Dicho esto, y aceptado que el pluralismo cultural es mucho más amplio, los creyentes
tenemos que asumir al menos estas tareas:

a. La modernidad. Sigue siendo la gran tarea pendiente para la Iglesia. Ha sido tan
grande el malestar de los cristianos ante los rasgos característicos de la sensibilidad
moderna que no basta con que el Vaticano II abriera sus ventanas y dejara respirar su aire
en la Iglesia. Sigue siendo una asignatura pendiente de asimilación y discernimiento. Y sin
aprobarla no puede pasarse a esa nueva asignatura que constituyen las corrientes nacidas
desde la modernidad.

b. Diversificación de la modernidad. Hoy el proceso de la modernidad aparece fragmen-


tado al menos en tres culturas, que ha estudiado con acierto J. M. Mardones: la
crítico-liberadora, la neo-conservadora y la post-moderna.
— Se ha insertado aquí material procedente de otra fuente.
// ==========================================
// 轮胎库存上报系统 - 导出模块错误类型
// ==========================================
// 工具: thiserror 派生宏
// ==========================================

use thiserror::Error;

/// 导出模块错误类型（导出调用整体失败，不产生部分输出）
#[derive(Error, Debug)]
pub enum ExportError {
    // ===== 上报前校验 =====
    #[error("导出校验失败（内部编码 {internal_code}）: {reason}")]
    Validation {
        internal_code: String,
        reason: String,
    },

    #[error("没有可导出的供应商记录")]
    NoItems,

    // ===== 生成失败 =====
    #[error("CSV 写入失败（第 {row} 行，内部编码 {internal_code}）: {message}")]
    CsvWrite {
        row: usize,
        internal_code: String,
        message: String,
    },

    #[error("Excel 生成失败: {0}")]
    Xlsx(String),

    #[error("IO 错误: {0}")]
    Io(#[from] std::io::Error),
}

// 实现 From<rust_xlsxwriter::XlsxError>
impl From<rust_xlsxwriter::XlsxError> for ExportError {
    fn from(err: rust_xlsxwriter::XlsxError) -> Self {
        ExportError::Xlsx(err.to_string())
    }
}

/// Result 类型别名
pub type ExportResult<T> = Result<T, ExportError>;
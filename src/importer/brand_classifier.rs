// ==========================================
// 轮胎库存上报系统 - 品牌/季节分类器
// ==========================================
// 职责: 从品牌原文中识别季节、清理品牌名、判定供应商品牌
// 匹配方式: 大小写不敏感的子串匹配（启发式）
// ==========================================

use crate::domain::types::Season;
use crate::importer::data_cleaner::DataCleaner;

/// 冬季关键字（含“шип” 钉胎）
pub const WINTER_KEYWORDS: [&str; 4] = ["зима", "шип", "ice", "winter"];

/// 夏季关键字
pub const SUMMER_KEYWORDS: [&str; 2] = ["лето", "summer"];

/// 标记字符
const MARKER: char = '*';

/// 名称中的“年份”标记
const YEAR_MARKER: &str = "год";

pub struct BrandClassifier;

impl BrandClassifier {
    /// 识别季节并清理品牌
    ///
    /// # 规则
    /// - 冬季关键字优先于夏季关键字
    /// - 命中的季节关键字（不区分大小写）与 `*` 全部删除
    /// - 其余文本保持原有大小写，再折叠空白
    pub fn classify_brand_season(&self, field: &str) -> (String, Season) {
        let lower = field.to_lowercase();

        let season = if WINTER_KEYWORDS.iter().any(|k| lower.contains(k)) {
            Season::Winter
        } else if SUMMER_KEYWORDS.iter().any(|k| lower.contains(k)) {
            Season::Summer
        } else {
            Season::Unknown
        };

        let mut brand = field.replace(MARKER, "");
        for keyword in WINTER_KEYWORDS.iter().chain(SUMMER_KEYWORDS.iter()) {
            if lower.contains(keyword) {
                brand = strip_keyword(&brand, keyword);
            }
        }

        (DataCleaner.collapse_whitespace(&brand), season)
    }

    /// 判定是否属于供应商品牌
    ///
    /// 双向包含: 品牌包含清单项，或清单项包含品牌。
    /// 空品牌永不匹配，清单中的空项忽略。
    pub fn is_vendor_brand<S: AsRef<str>>(&self, clean_brand: &str, vendor_brands: &[S]) -> bool {
        let brand = clean_brand.trim().to_lowercase();
        if brand.is_empty() {
            return false;
        }

        vendor_brands.iter().any(|candidate| {
            let candidate = candidate.as_ref().trim().to_lowercase();
            !candidate.is_empty() && (brand.contains(&candidate) || candidate.contains(&brand))
        })
    }

    /// 名称中是否含“год”（去年库存标记）
    pub fn is_year_old(&self, name: &str) -> bool {
        name.to_lowercase().contains(YEAR_MARKER)
    }
}

/// 不区分大小写地删除关键字的所有出现，其余字符原样保留
fn strip_keyword(text: &str, keyword: &str) -> String {
    let needle: Vec<char> = keyword.chars().collect();
    if needle.is_empty() {
        return text.to_string();
    }

    let chars: Vec<char> = text.chars().collect();
    let mut out = String::with_capacity(text.len());
    let mut i = 0;
    while i < chars.len() {
        let matched = i + needle.len() <= chars.len()
            && chars[i..i + needle.len()]
                .iter()
                .zip(&needle)
                .all(|(c, n)| c.to_lowercase().eq(n.to_lowercase()));
        if matched {
            i += needle.len();
        } else {
            out.push(chars[i]);
            i += 1;
        }
    }
    out
}
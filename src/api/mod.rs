// ==========================================
// 轮胎库存上报系统 - API 层
// ==========================================
// 职责: 提供业务 API 接口，供 HTTP 路由调用
// ==========================================

pub mod error;
pub mod stock_api;

// 重导出核心类型
pub use error::{ApiError, ApiResult};
pub use stock_api::{ClearSummary, DownloadArtifact, StockApi};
Muchos creyentes se hallan
situados en el campo de influencia de alguna de estas corrientes. ¿Cómo procesarlas
cristianamente?

c. El mundo de las subculturas. El fenómeno se complica cuando se es sensible a la


enorme importancia de las subculturas en la sociedad. Así, hay subculturas juvenil,
femenina, de la marginación, rural... ¡Cuántas veces somos extranjeros en su mundo!

d. Culturas extraoccidentales. Pero, sobre todo, no es la cultura occidental la única.


Inculturar la fe ha sido sinónimo muchas veces de occidentalizarla. Y la transmisión del
Evangelio ha ido acompañada casi siempre de la occidentalización. Hoy, la emancipación
de los pueblos colonizados, la nueva conciencia del valor de las culturas autóctonas y
otros fenómenos históricos han puesto de relieve algo que deberíamos haber descubierto
mucho antes teológicamente: obligar a los nuevos cristianos no occidentales a alienarse de
su cultura es no sólo una injusticia que perjudica la evangelización, sino que además
empobrece enormemente los horizontes universales de la Iglesia.

El diálogo de la fe con esta pluralidad de culturas es indispensable para la inculturación


del Evangelio y para la evangelización de las culturas.